What is needed
Some of the lines below need repeating. Reproduce exactly those between the lines holding "next_subject: &str) ->" and "pub fn whitelist<I: IntoIterator<Item", inclusive.

Items from a dataset:
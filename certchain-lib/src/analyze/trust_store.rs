//! Trust-store bundle used by every classification call.
//!
//! Provides [`TrustStores`], six read-only name sets loaded once per run
//! from plain-text files (one entry per line), and the lookup of the
//! directory holding those files.

use crate::CertchainError;
use std::collections::HashSet;
use std::path::{Path, PathBuf};

/// Environment variable naming the trust-store directory.
pub const STORES_ENV: &str = "CERTCHAIN_STORES";

/// Directory checked when neither a path nor [`STORES_ENV`] is given.
pub(crate) const DEFAULT_STORE_DIR: &str = "stores";

/// Locations of the six trust-store files.
#[derive(Debug, Clone, PartialEq, Eq)]
pub struct StorePaths {
    /// Common CA Database names, matched exactly against CN/OU.
    pub ccadb: PathBuf,
    /// Lower-case substrings of large known organizations.
    pub whitelist: PathBuf,
    /// Root program names, matched exactly against CN/O/OU.
    pub truststore: PathBuf,
    /// Lower-case substrings of known interception products.
    pub interception: PathBuf,
    /// Raw DNs of peer cross-signed CAs. Optional.
    pub peer_cross_signed: PathBuf,
    /// Raw DNs of strictly cross-signed CAs. Optional.
    pub strict_cross_signed: PathBuf,
}

impl StorePaths {
    /// Default file names inside a store directory.
    pub fn in_dir(dir: &Path) -> Self {
        StorePaths {
            ccadb: dir.join("ccadb.txt"),
            whitelist: dir.join("whitelist.txt"),
            truststore: dir.join("truststore.txt"),
            interception: dir.join("interception.txt"),
            peer_cross_signed: dir.join("peer_cross_signed.txt"),
            strict_cross_signed: dir.join("strict_cross_signed.txt"),
        }
    }
}

/// Find the trust-store directory.
///
/// Checks, in order:
/// 1. `CERTCHAIN_STORES` environment variable
/// 2. `./stores` relative to the working directory
pub fn find_store_dir() -> Option<PathBuf> {
    if let Ok(path) = std::env::var(STORES_ENV) {
        let p = PathBuf::from(&path);
        if p.is_dir() {
            return Some(p);
        }
    }

    let p = PathBuf::from(DEFAULT_STORE_DIR);
    if p.is_dir() {
        return Some(p);
    }
    None
}

/// Load a set of names from a file, one per line.
///
/// Lines are trimmed and blank lines skipped; an empty entry would match
/// every value in the substring-based stores.
pub fn load_set(path: &Path) -> Result<HashSet<String>, CertchainError> {
    let data = std::fs::read_to_string(path).map_err(|e| {
        CertchainError::Io(std::io::Error::new(
            e.kind(),
            format!("{}: {}", path.display(), e),
        ))
    })?;
    Ok(data
        .lines()
        .map(str::trim)
        .filter(|line| !line.is_empty())
        .map(str::to_string)
        .collect())
}

/// Like [`load_set`], but a missing file yields an empty set.
fn load_optional_set(path: &Path) -> Result<HashSet<String>, CertchainError> {
    if path.exists() {
        load_set(path)
    } else {
        tracing::debug!(path = %path.display(), "optional trust store not found, using empty set");
        Ok(HashSet::new())
    }
}

/// The read-only name sets consulted during classification.
///
/// Shared by reference across any number of concurrent chain analyses.
#[derive(Clone, Default)]
pub struct TrustStores {
    ccadb: HashSet<String>,
    whitelist: HashSet<String>,
    truststore: HashSet<String>,
    interception: HashSet<String>,
    peer_cross_signed: HashSet<String>,
    strict_cross_signed: HashSet<String>,
}

impl std::fmt::Debug for TrustStores {
    fn fmt(&self, f: &mut std::fmt::Formatter<'_>) -> std::fmt::Result {
        f.debug_struct("TrustStores")
            .field("ccadb", &self.ccadb.len())
            .field("whitelist", &self.whitelist.len())
            .field("truststore", &self.truststore.len())
            .field("interception", &self.interception.len())
            .field("peer_cross_signed", &self.peer_cross_signed.len())
            .field("strict_cross_signed", &self.strict_cross_signed.len())
            .finish()
    }
}

impl TrustStores {
    /// Create a bundle where every store is empty.
    pub fn new() -> Self {
        Self::default()
    }

    pub fn builder() -> TrustStoresBuilder {
        TrustStoresBuilder::default()
    }

    /// Load all stores from explicit file paths.
    ///
    /// The four classification stores are required. The two cross-signed
    /// lists default to empty when their files are absent.
    pub fn from_paths(paths: &StorePaths) -> Result<Self, CertchainError> {
        let stores = TrustStores {
            ccadb: load_set(&paths.ccadb)?,
            whitelist: load_set(&paths.whitelist)?,
            truststore: load_set(&paths.truststore)?,
            interception: load_set(&paths.interception)?,
            peer_cross_signed: load_optional_set(&paths.peer_cross_signed)?,
            strict_cross_signed: load_optional_set(&paths.strict_cross_signed)?,
        };
        tracing::debug!(?stores, "loaded trust stores");
        Ok(stores)
    }

    /// Load all stores from the default file names inside `dir`.
    pub fn from_dir(dir: &Path) -> Result<Self, CertchainError> {
        if !dir.is_dir() {
            return Err(CertchainError::StoreError(format!(
                "{}: not a directory",
                dir.display()
            )));
        }
        Self::from_paths(&StorePaths::in_dir(dir))
    }

    /// Load from the directory found by [`find_store_dir`].
    pub fn discover() -> Result<Self, CertchainError> {
        let dir = find_store_dir().ok_or_else(|| {
            CertchainError::StoreError(format!(
                "no trust store directory found (set {} or create ./{})",
                STORES_ENV, DEFAULT_STORE_DIR
            ))
        })?;
        Self::from_dir(&dir)
    }

    pub fn ccadb(&self) -> &HashSet<String> {
        &self.ccadb
    }

    pub fn whitelist(&self) -> &HashSet<String> {
        &self.whitelist
    }

    pub fn truststore(&self) -> &HashSet<String> {
        &self.truststore
    }

    pub fn interception(&self) -> &HashSet<String> {
        &self.interception
    }

    pub fn peer_cross_signed(&self) -> &HashSet<String> {
        &self.peer_cross_signed
    }

    pub fn strict_cross_signed(&self) -> &HashSet<String> {
        &self.strict_cross_signed
    }

    /// Whether a raw DN appears in either cross-signed list.
    pub fn is_cross_signed(&self, dn: &str) -> bool {
        self.peer_cross_signed.contains(dn) || self.strict_cross_signed.contains(dn)
    }

    /// Whether an issuer and the next certificate's subject are a known
    /// cross-signed pair. Both names must be in the same list.
    pub fn is_cross_signed_pair(&self, issuer: &str, next_subject: &str) -> bool {
        (self.peer_cross_signed.contains(issuer) && self.peer_cross_signed.contains(next_subject))
            || (self.strict_cross_signed.contains(issuer)
                && self.strict_cross_signed.contains(next_subject))
    }
}

/// In-memory construction of a [`TrustStores`] bundle.
#[derive(Debug, Default)]
pub struct TrustStoresBuilder {
    stores: TrustStores,
}

fn to_set<I, S>(entries: I) -> HashSet<String>
where
    I: IntoIterator<Item = S>,
    S: Into<String>,
{
    entries.into_iter().map(Into::into).collect()
}

impl TrustStoresBuilder {
    pub fn ccadb<I: IntoIterator<Item = S>, S: Into<String>>(mut self, entries: I) -> Self {
        self.stores.ccadb = to_set(entries);
        self
    }

    pub fn whitelist<I: IntoIterator<Item = S>, S: Into<String>>(mut self, entries: I) -> Self {
        self.stores.whitelist = to_set(entries);
        self
    }

    pub fn truststore<I: IntoIterator<Item = S>, S: Into<String>>(mut self, entries: I) -> Self {
        self.stores.truststore = to_set(entries);
        self
    }

    pub fn interception<I: IntoIterator<Item = S>, S: Into<String>>(mut self, entries: I) -> Self {
        self.stores.interception = to_set(entries);
        self
    }

    pub fn peer_cross_signed<I: IntoIterator<Item = S>, S: Into<String>>(
        mut self,
        entries: I,
    ) -> Self {
        self.stores.peer_cross_signed = to_set(entries);
        self
    }

    pub fn strict_cross_signed<I: IntoIterator<Item = S>, S: Into<String>>(
        mut self,
        entries: I,
    ) -> Self {
        self.stores.strict_cross_signed = to_set(entries);
        self
    }

    pub fn build(self) -> TrustStores {
        self.stores
    }
}

#[cfg(test)]
#[allow(clippy::unwrap_used)]
mod tests {
    use super::*;
    use std::fs;

    fn write_store(dir: &Path, name: &str, body: &str) {
        fs::write(dir.join(name), body).unwrap();
    }

    #[test]
    fn load_set_trims_and_skips_blank_lines() {
        let dir = tempfile::tempdir().unwrap();
        write_store(dir.path(), "set.txt", "  DigiCert  \n\n\tISRG Root X1\n   \n");
        let set = load_set(&dir.path().join("set.txt")).unwrap();
        assert_eq!(set.len(), 2);
        assert!(set.contains("DigiCert"));
        assert!(set.contains("ISRG Root X1"));
    }

    #[test]
    fn load_set_missing_file_names_path() {
        let err = load_set(Path::new("/nonexistent/certchain/ccadb.txt")).unwrap_err();
        assert!(format!("{}", err).contains("/nonexistent/certchain/ccadb.txt"));
    }

    #[test]
    fn from_dir_cross_signed_files_are_optional() {
        let dir = tempfile::tempdir().unwrap();
        write_store(dir.path(), "ccadb.txt", "Root A\n");
        write_store(dir.path(), "whitelist.txt", "google\n");
        write_store(dir.path(), "truststore.txt", "Root B\n");
        write_store(dir.path(), "interception.txt", "fortinet\n");
        let stores = TrustStores::from_dir(dir.path()).unwrap();
        assert!(stores.ccadb().contains("Root A"));
        assert!(stores.peer_cross_signed().is_empty());
        assert!(stores.strict_cross_signed().is_empty());
    }

    #[test]
    fn from_dir_requires_classification_stores() {
        let dir = tempfile::tempdir().unwrap();
        write_store(dir.path(), "ccadb.txt", "Root A\n");
        assert!(TrustStores::from_dir(dir.path()).is_err());
    }

    #[test]
    fn from_dir_rejects_missing_directory() {
        let err = TrustStores::from_dir(Path::new("/nonexistent/certchain")).unwrap_err();
        assert!(matches!(err, CertchainError::StoreError(_)));
    }

    #[test]
    fn cross_signed_pair_requires_same_list() {
        let stores = TrustStores::builder()
            .peer_cross_signed(["CN=A", "CN=B"])
            .strict_cross_signed(["CN=C"])
            .build();
        assert!(stores.is_cross_signed_pair("CN=A", "CN=B"));
        assert!(!stores.is_cross_signed_pair("CN=A", "CN=C"));
        assert!(!stores.is_cross_signed_pair("CN=C", "CN=A"));
        assert!(stores.is_cross_signed("CN=C"));
        assert!(!stores.is_cross_signed("CN=D"));
    }

    #[test]
    fn debug_shows_sizes_only() {
        let stores = TrustStores::builder().ccadb(["x", "y"]).build();
        let dbg = format!("{:?}", stores);
        assert!(dbg.contains("ccadb: 2"));
        assert!(!dbg.contains("\"x\""));
    }
}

Written reply
    pub fn is_cross_signed_pair(&self, issuer: &str, next_subject: &str) -> bool {
        (self.peer_cross_signed.contains(issuer) && self.peer_cross_signed.contains(next_subject))
            || (self.strict_cross_signed.contains(issuer)
                && self.strict_cross_signed.contains(next_subject))
    }
}

/// In-memory construction of a [`TrustStores`] bundle.
#[derive(Debug, Default)]
pub struct TrustStoresBuilder {
    stores: TrustStores,
}

fn to_set<I, S>(entries: I) -> HashSet<String>
where
    I: IntoIterator<Item = S>,
    S: Into<String>,
{
    entries.into_iter().map(Into::into).collect()
}

impl TrustStoresBuilder {
    pub fn ccadb<I: IntoIterator<Item = S>, S: Into<String>>(mut self, entries: I) -> Self {
        self.stores.ccadb = to_set(entries);
        self
    }

    pub fn whitelist<I: IntoIterator<Item = S>, S: Into<String>>(mut self, entries: I) -> Self {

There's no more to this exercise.